(Dataset entries)
──────────

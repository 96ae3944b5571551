pub mod editor;
pub mod public;
#[macro_use]
extern crate rocket;

use rocket::fs::FileServer;
use rocket::response::content::RawHtml;
use rocket_dyn_templates::Template;

mod boot;
mod db;
mod forms;
mod models;
mod render;
mod routes;


#[catch(404)]
fn not_found() -> RawHtml<String> {
    RawHtml("<html><body style='font-family:sans-serif;text-align:center;padding:80px'><h1>404</h1><p>Page not found.</p><a href='/'>← Home</a></body></html>".to_string())
}

#[catch(500)]
fn server_error() -> RawHtml<String> {
    RawHtml("<html><body style='font-family:sans-serif;text-align:center;padding:80px'><h1>500</h1><p>Internal server error.</p><a href='/'>← Home</a></body></html>".to_string())
}

#[launch]
fn rocket() -> _ {
    env_logger::init();

    // Boot check — verify/create directories, validate critical files
    boot::run();

    let pool = db::init_pool().expect("Failed to initialize database pool");
    db::run_migrations(&pool).expect("Failed to run database migrations");

    rocket::build()
        .manage(pool)
        .attach(Template::fairing())
        .mount("/static", FileServer::from("static"))
        .mount("/", routes::public::routes())
        .mount("/", routes::editor::routes())
        .register("/", catchers![not_found, server_error])
}
//! JSON payloads exchanged with the registration and storage authorities.
//!
//! Not intended to be used directly. Provided to aid debugging and to implement test doubles.

use std::fmt;

use serde::{Deserialize, Serialize};

mod blocked_key;
mod precertificate;
mod registration;
mod revocation;

pub use self::{
    blocked_key::BlockedKey, precertificate::Precertificate, registration::Registration,
    revocation::AdminRevocation,
};

/// Error document returned by an authority, modelled on `application/problem+json`.
#[derive(Debug, Clone, Default, PartialEq, Eq, Serialize, Deserialize)]
pub struct Problem {
    #[serde(rename = "type")]
    pub _type: String,

    #[serde(skip_serializing_if = "Option::is_none")]
    pub detail: Option<String>,
}

impl Problem {
    /// Returns true if problem type is "notFound".
    pub fn is_not_found(&self) -> bool {
        self._type == "notFound"
    }
}

impl fmt::Display for Problem {
    fn fmt(&self, f: &mut fmt::Formatter<'_>) -> fmt::Result {
        match &self.detail {
            Some(detail) => write!(f, "{}: {detail}", self._type),
            _ => write!(f, "{}", self._type),
        }
    }
}

/// Result of a `COUNT(*)` style query.
#[derive(Debug, Clone, Copy, Default, PartialEq, Eq, Serialize, Deserialize)]
pub struct Count {
    pub count: u64,
}

/// Serials matching a key hash, in index order.
#[derive(Debug, Clone, Default, PartialEq, Eq, Serialize, Deserialize)]
pub struct Serials {
    pub serials: Vec<String>,
}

──────────

• WHAT YOU WILL DO
Gather each line from the entries above that includes the word "self".

• WRITTEN RESPONSE
pub use self::{
    pub fn is_not_found(&self) -> bool {
        self._type == "notFound"
    fn fmt(&self, f: &mut fmt::Formatter<'_>) -> fmt::Result {
        match &self.detail {
            Some(detail) => write!(f, "{}: {detail}", self._type),
            _ => write!(f, "{}", self._type),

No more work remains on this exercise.